Tomemos distancia de las llamas que despide estos días la sucesión de acontecimientos que han prendido la hoguera catalana, las decisiones de la mayoría del Parlament, la respuesta del Estado español, de su Gobierno, de su oposición, de las principales instituciones, Consejo de Estado, Fiscalía, Tribunal Constitucional o monarquía. Tomemos distancia ahora que quema para buscar la chispa, si es que hubo solo una, que provocó este fuego.
Solo acudiendo al origen y, por lo tanto, examinando qué sucedió para que a día de hoy haya una división enorme en el seno de la sociedad catalana, se puede encontrar una solución satisfactoria, que respete los principios democráticos de sociedades abiertas, donde la mayoría decide sin que la minoría se violente, donde es posible ejecutar los mandatos del legislativo sin cortapisas externas.
Si se trata de comprobar cómo y por qué ha transitado buena parte de la sociedad del catalanismo al independentismo, no se puede pasar por alto un hecho que actuó como espoleta: la decisión en junio de 2010 del Tribunal Constitucional de anular parte del nuevo Estatut que había sido aprobado en el Parlament (septiembre de 2005), “cepillado” en el Congreso según gráfica expresión de Alfonso Guerra y que supuso el descuelgue de ERC, y finalmente votado y aprobado en referéndum por la ciudadanía catalana (atención al dato: con un 49% de participación). Es decir, una minoría catalana no aceptó lo que legalmente fue aprobado en referéndum y se apoyó en un órgano jurídico-político, el TC, para hacer cumplir su deseo contra la mayoría.
A partir de ahí, en el transcurso de los últimos siete años y con la superioridad de quien sabe que tiene el árbitro a favor, el Gobierno español (con Zapatero y con Rajoy) se ha dedicado a dar largas y a menospreciar todas las señales que llegaban desde Catalunya. Aún recuerdo cómo gran parte de la prensa editada en Madrid, y por supuesto los medios públicos estatales, se movieron entre el ocultamiento o la mofa abierta tras la enorme manifestación de la Diada de hace cinco años. O no quisieron verlo o estaban seguros de que bastaba con no hacer demasiado caso. Y erraron.

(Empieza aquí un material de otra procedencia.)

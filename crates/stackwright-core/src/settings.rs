//! Resolved run settings
//!
//! Built once from the configuration document and command-line overrides,
//! then passed explicitly to the composition, the aggregator and the
//! manifest pipeline.

use std::path::{Path, PathBuf};

use crate::config::ConfigDocument;
use crate::error::Result;

/// Default number of directories processed concurrently
pub const DEFAULT_PARALLELISM: usize = 5;

/// Default images tag passed to the renderer
pub const DEFAULT_IMAGES_TAG: &str = "latest";

/// Public certificate used for sealing
#[derive(Debug, Clone, PartialEq, Eq)]
pub enum KubesealCert {
    /// PEM content inlined in the config document
    Pem(String),
    /// Path to a PEM file
    Path(PathBuf),
}

/// Values supplied on the command line, taking precedence over the document
#[derive(Debug, Clone, Default)]
pub struct SettingsOverrides {
    pub images_tag: Option<String>,
    pub parallelism: Option<usize>,
}

#[derive(Debug, Clone)]
pub struct Settings {
    pub environment: String,
    pub config_path: Option<PathBuf>,
    pub repo_root: PathBuf,
    pub charts_dir: PathBuf,
    pub generated_skaffold_dir: PathBuf,
    pub generated_skaffold_tmp_dir: PathBuf,
    pub generated_manifests_dir: PathBuf,
    pub kubeconfig: Option<PathBuf>,
    pub kubeseal_cert: Option<KubesealCert>,
    pub images_tag: String,
    pub parallelism: usize,
}

impl Settings {
    /// Resolve settings from a document
    ///
    /// Relative paths are resolved against the document's directory.
    /// `REPO_ROOT` defaults to that directory; the chart and output
    /// directories default to locations under the repository root.
    pub fn resolve(doc: &ConfigDocument, overrides: &SettingsOverrides) -> Result<Self> {
        let repo_root = doc.env_path("REPO_ROOT")?.unwrap_or_else(|| doc.base_dir());
        let under_root = |key: &str, default: &str| -> Result<PathBuf> {
            Ok(doc
                .env_path(key)?
                .unwrap_or_else(|| repo_root.join(default)))
        };

        let charts_dir = under_root("CHARTS_PATH", "charts")?;
        let generated_skaffold_dir = under_root("GENERATED_SKAFFOLD_DIR", "generated/skaffolds")?;
        let generated_skaffold_tmp_dir =
            under_root("GENERATED_SKAFFOLD_TMP_DIR", "generated/skaffolds.tmp")?;
        let generated_manifests_dir = under_root("GENERATED_MANIFESTS_DIR", "generated/manifests")?;

        // Inline PEM wins over a certificate path
        let kubeseal_cert = match doc.env_str("KUBESEAL_CERT")? {
            Some(pem) => Some(KubesealCert::Pem(pem)),
            None => doc
                .env_path("KUBESEAL_CERTIFICATE_PATH")?
                .map(KubesealCert::Path),
        };

        let images_tag = match &overrides.images_tag {
            Some(tag) if !tag.is_empty() => tag.clone(),
            _ => doc
                .env_str("IMAGES_TAG")?
                .unwrap_or_else(|| DEFAULT_IMAGES_TAG.to_string()),
        };

        Ok(Self {
            environment: doc.environment().to_string(),
            config_path: doc.path().map(Path::to_path_buf),
            repo_root,
            charts_dir,
            generated_skaffold_dir,
            generated_skaffold_tmp_dir,
            generated_manifests_dir,
            kubeconfig: doc.env_path("KUBECONFIG")?,
            kubeseal_cert,
            images_tag,
            parallelism: overrides
                .parallelism
                .filter(|p| *p > 0)
                .unwrap_or(DEFAULT_PARALLELISM),
        })
    }

    /// Path of a chart below the charts directory
    pub fn chart(&self, name: &str) -> PathBuf {
        self.charts_dir.join(name)
    }
}

#[cfg(test)]
mod tests {
    use super::*;

    fn doc(yaml: &str) -> ConfigDocument {
        ConfigDocument::from_yaml(yaml, "sample").unwrap()
    }

    #[test]
    fn test_defaults_live_under_repo_root() {
        let settings = Settings::resolve(
            &doc("env:\n  REPO_ROOT: /srv/infra\n"),
            &SettingsOverrides::default(),
        )
        .unwrap();

        assert_eq!(settings.charts_dir, PathBuf::from("/srv/infra/charts"));
        assert_eq!(
            settings.generated_skaffold_dir,
            PathBuf::from("/srv/infra/generated/skaffolds")
        );
        assert_eq!(settings.images_tag, "latest");
        assert_eq!(settings.parallelism, DEFAULT_PARALLELISM);
        assert!(settings.kubeseal_cert.is_none());
    }

    #[test]
    fn test_overrides_take_precedence() {
        let settings = Settings::resolve(
            &doc("env:\n  IMAGES_TAG: v1\n"),
            &SettingsOverrides {
                images_tag: Some("v2".into()),
                parallelism: Some(2),
            },
        )
        .unwrap();
        assert_eq!(settings.images_tag, "v2");
        assert_eq!(settings.parallelism, 2);
    }

    #[test]
    fn test_zero_parallelism_falls_back_to_default() {
        let settings = Settings::resolve(
            &doc("env: {}\n"),
            &SettingsOverrides {
                images_tag: None,
                parallelism: Some(0),
            },
        )
        .unwrap();
        assert_eq!(settings.parallelism, DEFAULT_PARALLELISM);
    }

    #[test]
    fn test_inline_certificate_wins() {
        let settings = Settings::resolve(
            &doc("env:\n  KUBESEAL_CERT: PEM\n  KUBESEAL_CERTIFICATE_PATH: /tmp/cert.pem\n"),
            &SettingsOverrides::default(),
        )
        .unwrap();
        assert_eq!(settings.kubeseal_cert, Some(KubesealCert::Pem("PEM".into())));
    }
}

Hemos pasado en estos cinco años de escuchar que el independentismo era un “suflé que bajará” o mandar parar y advertir a más de un millar de cargos públicos catalanes que, recuerdo, no están allí por casualidad sino porque son representantes de millones de catalanes. Si no se comprende que el problema político planteado es enorme, complejo y requiere por lo tanto ser abordado con mecanismos políticos y democráticos, nunca podrá ser solucionado. Así manden sacos llenos de querellas o camiones de tricornios.